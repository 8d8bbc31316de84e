//! Error types for stache-store.

use std::path::PathBuf;

use stache_core::CompileError;
use thiserror::Error;

/// All errors that can arise while persisting or loading program artifacts.
#[derive(Debug, Error)]
pub enum StoreError {
    /// An I/O error, with annotated path for context.
    #[error("I/O error at {path}: {source}")]
    Io {
        path: PathBuf,
        #[source]
        source: std::io::Error,
    },

    /// Artifact JSON could not be read or written.
    #[error("artifact JSON error: {0}")]
    Json(#[from] serde_json::Error),

    /// The stored instructions do not hash to the artifact's name.
    #[error("artifact {path} is corrupt: expected hash {expected}, found {found}")]
    HashMismatch {
        path: PathBuf,
        expected: String,
        found: String,
    },

    /// An artifact file name that does not carry a valid content hash.
    #[error("invalid artifact name '{0}'")]
    InvalidHash(String),

    /// Stored instructions no longer form a valid program.
    #[error(transparent)]
    Compile(#[from] CompileError),
}

/// Convenience constructor for [`StoreError::Io`].
pub(crate) fn io_err(path: impl Into<PathBuf>, source: std::io::Error) -> StoreError {
    StoreError::Io {
        path: path.into(),
        source,
    }
}
//! Compiler facade: scan, parse, lower, and cache in one call.

use std::io::Read;
use std::path::{Path, PathBuf};
use std::sync::Arc;

use parking_lot::Mutex;

use crate::cache::ProgramCache;
use crate::error::{io_err, CompileError};
use crate::lexer::{scan, Delimiters};
use crate::parser::{parse, Warning};
use crate::program::{lower, Program};

/// Result of compiling one template.
#[derive(Debug, Clone)]
pub struct Compiled {
    pub program: Arc<Program>,
    pub warnings: Vec<Warning>,
}

/// Template compiler.
///
/// Compiles on one instance are serialized; distinct instances are
/// independent. Programs land in the instance's [`ProgramCache`], which may
/// be shared between compilers via [`Compiler::with_cache`].
#[derive(Debug)]
pub struct Compiler {
    delimiters: Delimiters,
    debug_dir: Option<PathBuf>,
    cache: Arc<ProgramCache>,
    lock: Mutex<()>,
}

impl Default for Compiler {
    fn default() -> Self {
        Compiler {
            delimiters: Delimiters::default(),
            debug_dir: None,
            cache: Arc::new(ProgramCache::new()),
            lock: Mutex::new(()),
        }
    }
}

impl Compiler {
    pub fn new() -> Self {
        Self::default()
    }

    pub fn with_delimiters(mut self, delimiters: Delimiters) -> Self {
        self.delimiters = delimiters;
        self
    }

    /// Write each newly built program's lowered form to `dir/Program<hash>.txt`.
    pub fn with_debug_dir(mut self, dir: impl Into<PathBuf>) -> Self {
        self.debug_dir = Some(dir.into());
        self
    }

    pub fn with_cache(mut self, cache: Arc<ProgramCache>) -> Self {
        self.cache = cache;
        self
    }

    pub fn cache(&self) -> &Arc<ProgramCache> {
        &self.cache
    }

    pub fn delimiters(&self) -> &Delimiters {
        &self.delimiters
    }

    /// Compile template text.
    pub fn compile(&self, source: &str) -> Result<Compiled, CompileError> {
        let _guard = self.lock.lock();
        let tokens = scan(source, &self.delimiters)?;
        let parsed = parse(tokens)?;
        let instructions = lower(&parsed.nodes);

        let (program, _) = self
            .cache
            .lookup_or_build_with(instructions, |program| self.dump(program))?;

        Ok(Compiled {
            program,
            warnings: parsed.warnings,
        })
    }

    /// Compile a template read to completion from `reader`.
    pub fn compile_reader<R: Read>(&self, mut reader: R) -> Result<Compiled, CompileError> {
        let mut source = String::new();
        reader
            .read_to_string(&mut source)
            .map_err(CompileError::Read)?;
        self.compile(&source)
    }

    /// Compile the template file at `path`, read as given. Root-relative
    /// lookup by name belongs to the renderer's loaders.
    pub fn compile_file(&self, path: &Path) -> Result<Compiled, CompileError> {
        let source = std::fs::read_to_string(path).map_err(|e| io_err(path, e))?;
        let compiled = self.compile(&source)?;
        tracing::debug!(path = %path.display(), hash = %compiled.program.hash(), "compiled template file");
        Ok(compiled)
    }

    fn dump(&self, program: &Program) -> Result<(), CompileError> {
        let Some(dir) = &self.debug_dir else {
            return Ok(());
        };
        std::fs::create_dir_all(dir).map_err(|source| CompileError::DebugDump {
            path: dir.clone(),
            source,
        })?;
        let path = dir.join(format!("Program{}.txt", program.hash()));
        std::fs::write(&path, program.lowered())
            .map_err(|source| CompileError::DebugDump { path, source })
    }
}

--------------------------------------------------

### WHAT THE TASK ASKS
Your answer should consist of all lines in the listing above that contain "warnings".

### COMPLETED TASK
    pub warnings: Vec<Warning>,
            warnings: parsed.warnings,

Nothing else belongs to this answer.